Cosa c'è dentro l'insalata russa alla canturina di Werther Pedrazzi

Cosa c'è dentro l'insalata russa alla canturina di Werther Pedrazzi

(di Werther Pedrazzi). Maledetti noi. E la nostra maledettissima voglia di innamorarci. Ancora. Sempre. Nonostante il luogo (il basket) e il tempo (la nostra età). Senza arrendersi e capire che innamorarsi è cosa impossibile, ormai,  “nei quartieri dove il sole del buon Dio non da i suoi raggi, ha già troppi impegni per scaldar la gente d'altri paraggi” (F. De André)…

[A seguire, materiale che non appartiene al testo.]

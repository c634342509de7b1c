//! Per-tile upscaling: neural strategies first, classical resampling last.
//!
//! The order in which strategies are tried is computed up front by
//! [`plan_strategies`]; [`InferenceRunner::infer`] walks the list and stops at
//! the first strategy that produces an image. Only the CPU classical resample
//! can fail the tile.

use std::sync::Arc;

use image::RgbaImage;
use ndarray::{Array4, ArrayD};
use serde::{Deserialize, Serialize};
use tracing::{debug, warn};

use crate::color::{merge_luma, YCbCrPlanes};
use crate::diagnostics::{Diagnostics, DiagnosticsUpdate};
use crate::error::UpscaleError;
use crate::model_registry::{ModelDescriptor, ModelRegistry};
use crate::normalize::{mean_intensity, normalize_values, planes_to_rgba, rgba_to_unit_planes};
use crate::postprocess::{
    unsharp_mask, SharpenSettings, CLASSICAL_SHARPEN_BOOST, NEURAL_SHARPEN_BOOST,
};
use crate::resample::{bicubic_resize, restore_alpha, Resampler};
use crate::session::{ExecutionProvider, InferenceSession, SessionCache};
use crate::types::{UpscaleOptions, UpscalePreset};

/// Empirical tuning constants for strategy selection and output validation.
#[derive(Debug, Clone, Copy, Serialize, Deserialize, PartialEq)]
#[serde(default)]
pub struct InferenceThresholds {
    /// Below this output/input ratio the tile is resampled classically.
    pub neural_min_ratio: f32,
    /// At or above this ratio the 4x model is tried first.
    pub direct_4x_ratio: f32,
    /// Mean 8-bit RGB value at or below which model output counts as black.
    pub near_black_mean: f32,
}

impl Default for InferenceThresholds {
    fn default() -> Self {
        Self {
            neural_min_ratio: 1.9,
            direct_4x_ratio: 3.5,
            near_black_mean: 2.0,
        }
    }
}

#[derive(Debug, Clone, Copy, PartialEq, Eq)]
pub enum Strategy {
    /// One pass of the 4x model, resized to target if needed.
    Neural4x,
    /// Two passes of the 2x model.
    Neural2xChained,
    /// One pass of the 2x model, resized to target if needed.
    Neural2x,
    /// One pass of the 4x model, downscaled to target.
    Neural4xDownscale,
    ClassicalAccelerated,
    ClassicalCpu,
}

impl Strategy {
    pub fn is_neural(self) -> bool {
        !matches!(self, Self::ClassicalAccelerated | Self::ClassicalCpu)
    }
}

pub fn plan_strategies(
    ratio: f32,
    preset: UpscalePreset,
    use_acceleration: bool,
    thresholds: &InferenceThresholds,
) -> Vec<Strategy> {
    let mut plan = Vec::with_capacity(4);
    if ratio >= thresholds.neural_min_ratio {
        if ratio >= thresholds.direct_4x_ratio {
            plan.extend([Strategy::Neural4x, Strategy::Neural2xChained]);
        } else if preset == UpscalePreset::High {
            plan.extend([Strategy::Neural4x, Strategy::Neural2x]);
        } else {
            plan.extend([Strategy::Neural2x, Strategy::Neural4xDownscale]);
        }
    }
    if use_acceleration {
        plan.push(Strategy::ClassicalAccelerated);
    }
    plan.push(Strategy::ClassicalCpu);
    plan
}

/// Why a single model pass produced nothing usable.
enum RunFailure {
    /// Output decoded but is degenerate (near black, non-finite).
    Invalid(String),
    Failed(String),
}

pub struct InferenceRunner {
    registry: Arc<ModelRegistry>,
    sessions: Arc<SessionCache>,
    accelerated_resampler: Option<Arc<dyn Resampler>>,
    thresholds: InferenceThresholds,
}

impl InferenceRunner {
    pub fn new(
        registry: Arc<ModelRegistry>,
        sessions: Arc<SessionCache>,
        accelerated_resampler: Option<Arc<dyn Resampler>>,
        thresholds: InferenceThresholds,
    ) -> Self {
        Self {
            registry,
            sessions,
            accelerated_resampler,
            thresholds,
        }
    }

    pub fn sessions(&self) -> &Arc<SessionCache> {
        &self.sessions
    }

    pub fn thresholds(&self) -> &InferenceThresholds {
        &self.thresholds
    }

    /// Upscales `tile` to exactly `target_w x target_h`.
    pub fn infer(
        &self,
        tile: &RgbaImage,
        target_w: u32,
        target_h: u32,
        options: &UpscaleOptions,
        diagnostics: &Diagnostics,
    ) -> Result<RgbaImage, UpscaleError> {
        if tile.width() == 0 || tile.height() == 0 || target_w == 0 || target_h == 0 {
            return Err(UpscaleError::InvalidGeometry(format!(
                "cannot upscale {}x{} to {target_w}x{target_h}",
                tile.width(),
                tile.height()
            )));
        }

        let ratio = target_w as f32 / tile.width() as f32;
        let plan = plan_strategies(
            ratio,
            options.preset,
            options.use_acceleration,
            &self.thresholds,
        );
        debug!(ratio, ?plan, "Inference plan");

        for strategy in plan {
            let attempt = if strategy.is_neural() {
                self.run_neural(strategy, tile, target_w, target_h, options, diagnostics)
            } else {
                self.run_classical(strategy, tile, target_w, target_h, options, diagnostics)?
            };
            if let Some(image) = attempt {
                return Ok(image);
            }
        }

        Err(UpscaleError::ModelUnavailable(
            "no upscaling strategy produced an image".to_string(),
        ))
    }

    fn run_neural(
        &self,
        strategy: Strategy,
        tile: &RgbaImage,
        target_w: u32,
        target_h: u32,
        options: &UpscaleOptions,
        diagnostics: &Diagnostics,
    ) -> Option<RgbaImage> {
        let provider = ExecutionProvider::for_acceleration(options.use_acceleration);
        let runtime = |path: &str| {
            diagnostics.update(DiagnosticsUpdate {
                runtime: Some("onnx".to_string()),
                path: Some(path.to_string()),
                ..Default::default()
            })
        };

        let (output, resize_path) = match strategy {
            Strategy::Neural4x => {
                runtime("neural-4x-direct");
                (self.run_model(tile, options, 4, provider, diagnostics)?, "neural-4x-downscale")
            }
            Strategy::Neural2xChained => {
                runtime("neural-2x-step");
                let first = self.run_model(tile, options, 2, provider, diagnostics)?;
                runtime("neural-2x-step-2");
                (self.run_model(&first, options, 2, provider, diagnostics)?, "neural-4x-downscale")
            }
            Strategy::Neural2x => {
                runtime("neural-2x-direct");
                (self.run_model(tile, options, 2, provider, diagnostics)?, "neural-2x-resize")
            }
            Strategy::Neural4xDownscale => {
                runtime("neural-4x-downscale");
                (self.run_model(tile, options, 4, provider, diagnostics)?, "neural-4x-downscale")
            }
            Strategy::ClassicalAccelerated | Strategy::ClassicalCpu => return None,
        };

        let mut output = if output.dimensions() == (target_w, target_h) {
            output
        } else {
            diagnostics.set_path(resize_path);
            match bicubic_resize(&output, target_w, target_h) {
                Ok(resized) => resized,
                Err(error) => {
                    diagnostics.set_fallback_once("resize-failed", Some(&format!("{error:#}")));
                    return None;
                }
            }
        };
        restore_alpha(&mut output, tile);
        Some(output)
    }

    /// One pass of the `(mode, preset, scale)` model. Degenerate output on
    /// the accelerated provider is retried once on the CPU.
    fn run_model(
        &self,
        image: &RgbaImage,
        options: &UpscaleOptions,
        scale: u32,
        provider: ExecutionProvider,
        diagnostics: &Diagnostics,
    ) -> Option<RgbaImage> {
        let descriptor = self.registry.resolve(options.mode, options.preset, scale);
        let Some(session) = self.sessions.get_session(&descriptor, provider, diagnostics) else {
            diagnostics.set_fallback_once(
                "session-unavailable",
                Some(&format!("no inference session for {} on {provider}", descriptor.id)),
            );
            return None;
        };
        diagnostics.update(DiagnosticsUpdate {
            provider: Some(provider.to_string()),
            model_id: Some(descriptor.id.clone()),
            ..Default::default()
        });

        match self.evaluate(session.as_ref(), &descriptor, image, options) {
            Ok(output) => {
                debug!(
                    model = %descriptor.id,
                    %provider,
                    src_w = image.width(),
                    out_w = output.width(),
                    "Model pass finished"
                );
                Some(output)
            }
            Err(RunFailure::Invalid(reason)) if provider == ExecutionProvider::Accelerated => {
                warn!(model = %descriptor.id, %reason, "Accelerated output invalid; retrying on CPU");
                diagnostics.set_fallback_once(
                    "output-invalid",
                    Some(&format!("{reason}; retrying on cpu")),
                );
                diagnostics.update(DiagnosticsUpdate {
                    provider: Some(ExecutionProvider::Cpu.to_string()),
                    ..Default::default()
                });
                self.run_model(image, options, scale, ExecutionProvider::Cpu, diagnostics)
            }
            Err(RunFailure::Invalid(reason)) => {
                warn!(model = %descriptor.id, %reason, "Model output invalid");
                diagnostics.set_fallback_once("output-invalid", Some(&reason));
                None
            }
            Err(RunFailure::Failed(reason)) => {
                warn!(model = %descriptor.id, %provider, %reason, "Model inference failed");
                diagnostics.set_fallback_once("inference-failed", Some(&reason));
                None
            }
        }
    }

    fn evaluate(
        &self,
        session: &dyn InferenceSession,
        descriptor: &ModelDescriptor,
        image: &RgbaImage,
        options: &UpscaleOptions,
    ) -> Result<RgbaImage, RunFailure> {
        let (width, height) = image.dimensions();
        let (w, h) = (width as usize, height as usize);
        let input_scale = descriptor.input_range.scale();

        let (rgba, luma) = if session.channels() == 1 {
            let planes = YCbCrPlanes::from_rgba(image);
            let values: Vec<f32> = planes.y.iter().map(|v| v * input_scale).collect();
            let input = Array4::from_shape_vec((1, 1, h, w), values)
                .map_err(|e| RunFailure::Failed(e.to_string()))?;
            let output = session
                .run(input)
                .map_err(|e| RunFailure::Failed(format!("{e:#}")))?;
            let (out_w, out_h, values) = leading_planes(&output, 1)?;
            let (luma, _) = normalize_values(&values).map_err(|e| RunFailure::Invalid(e.to_string()))?;
            let (cb, cr) = planes.upsample_chroma(out_w, out_h);
            (merge_luma(&luma, &cb, &cr, out_w, out_h), true)
        } else {
            let values: Vec<f32> = rgba_to_unit_planes(image)
                .into_iter()
                .map(|v| v * input_scale)
                .collect();
            let input = Array4::from_shape_vec((1, 3, h, w), values)
                .map_err(|e| RunFailure::Failed(e.to_string()))?;
            let output = session
                .run(input)
                .map_err(|e| RunFailure::Failed(format!("{e:#}")))?;
            let (out_w, out_h, values) = leading_planes(&output, 3)?;
            let (bytes, range) =
                normalize_values(&values).map_err(|e| RunFailure::Invalid(e.to_string()))?;
            debug!(range = range.label(), "Classified model output range");
            let rgba = planes_to_rgba(&bytes, out_w, out_h)
                .map_err(|e| RunFailure::Failed(e.to_string()))?;
            (rgba, false)
        };

        let rgb: Vec<u8> = rgba
            .pixels()
            .flat_map(|p| [p[0], p[1], p[2]])
            .collect();
        let mean = mean_intensity(&rgb);
        if mean <= self.thresholds.near_black_mean {
            return Err(RunFailure::Invalid(format!(
                "output too dark (mean {mean:.2}, luma {luma})"
            )));
        }

        let sharpen = SharpenSettings::for_options(
            options.mode,
            options.preset,
            options.fidelity,
            NEURAL_SHARPEN_BOOST,
        );
        Ok(unsharp_mask(&rgba, sharpen.amount, sharpen.radius))
    }

    fn run_classical(
        &self,
        strategy: Strategy,
        tile: &RgbaImage,
        target_w: u32,
        target_h: u32,
        options: &UpscaleOptions,
        diagnostics: &Diagnostics,
    ) -> Result<Option<RgbaImage>, UpscaleError> {
        let sharpen = SharpenSettings::for_options(
            options.mode,
            options.preset,
            options.fidelity,
            CLASSICAL_SHARPEN_BOOST,
        );

        match strategy {
            Strategy::ClassicalAccelerated => {
                let Some(resampler) = self.accelerated_resampler.as_ref() else {
                    debug!("No accelerated resampler; using CPU resample");
                    return Ok(None);
                };
                match resampler.resize(tile, target_w, target_h) {
                    Ok(resized) => {
                        diagnostics.update(DiagnosticsUpdate {
                            runtime: Some("classical".to_string()),
                            provider: Some(resampler.name().to_string()),
                            path: Some("classical-accelerated".to_string()),
                            ..Default::default()
                        });
                        Ok(Some(unsharp_mask(&resized, sharpen.amount, sharpen.radius)))
                    }
                    Err(error) => {
                        let message = format!("{error:#}");
                        warn!(error = %message, "Accelerated resample failed; using CPU resample");
                        diagnostics.set_fallback_once("classical-accelerated-failed", Some(&message));
                        Ok(None)
                    }
                }
            }
            Strategy::ClassicalCpu => {
                diagnostics.update(DiagnosticsUpdate {
                    runtime: Some("classical".to_string()),
                    provider: Some(ExecutionProvider::Cpu.to_string()),
                    path: Some("classical-cpu".to_string()),
                    ..Default::default()
                });
                let resized = bicubic_resize(tile, target_w, target_h)
                    .map_err(|e| UpscaleError::ModelUnavailable(format!("classical resample failed: {e:#}")))?;
                Ok(Some(unsharp_mask(&resized, sharpen.amount, sharpen.radius)))
            }
            _ => Ok(None),
        }
    }
}

/// Takes the first `channels` planes of an NCHW output as a flat planar
/// buffer, returning `(width, height, values)`.
fn leading_planes(output: &ArrayD<f32>, channels: usize) -> Result<(u32, u32, Vec<f32>), RunFailure> {
    let shape = output.shape();
    if shape.len() != 4 || shape[0] < 1 || shape[1] < channels || shape[2] == 0 || shape[3] == 0 {
        return Err(RunFailure::Failed(format!(
            "unexpected model output shape {shape:?} for {channels} channel(s)"
        )));
    }
    let (out_h, out_w) = (shape[2], shape[3]);
    let values: Vec<f32> = output
        .slice(ndarray::s![0, ..channels, .., ..])
        .iter()
        .copied()
        .collect();
    Ok((out_w as u32, out_h as u32, values))
}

E così… Da qualche giorno stavamo pensando di fare una scappata a Cantù, per parlare e conoscere Evgeny Pashutin, del quale ci stavamo follemente (platonicamente e professionalmente) innamorando, per scoprire l’uomo che stava dietro all’allenatore. Perché un (grande) uomo ci doveva pur essere dietro ad un allenatore che riusciva a far camminare una squadra figlia di una società (quasi) morta. Anzi, più che camminare quella squadra lui la faceva correre, giocare e divertire il pubblico… L’uomo che al giovedì aveva dichiarato alla Provincia di Como di aver ricevuto alcune offerte, ma le aveva rifiutate tutte, perché lui “ormai aveva Cantù nella pelle”, e la domenica successiva i sala stampa a Trento, dopo la bella vittoria in trasferta della sua Acqua San Bernardo, aveva confermato che la sua unica preoccupazione era “come finire al meglio la stagione in Brianza”… Eh si, che ci stavamo innamorando…

Ma poi… Martedì sera, dalla Malpensa, alle 18.30 prima di imbarcarsi su un aereo per Santa Madre Russia, aveva telefonato al suo vice, Nicola Brienza, per saltarlo ed informarlo di aver lasciato la macchina (della società) nel parcheggio con le chiavi sul cruscotto, e le chiavi dell’appartamento (sempre della società) inserite nella toppa…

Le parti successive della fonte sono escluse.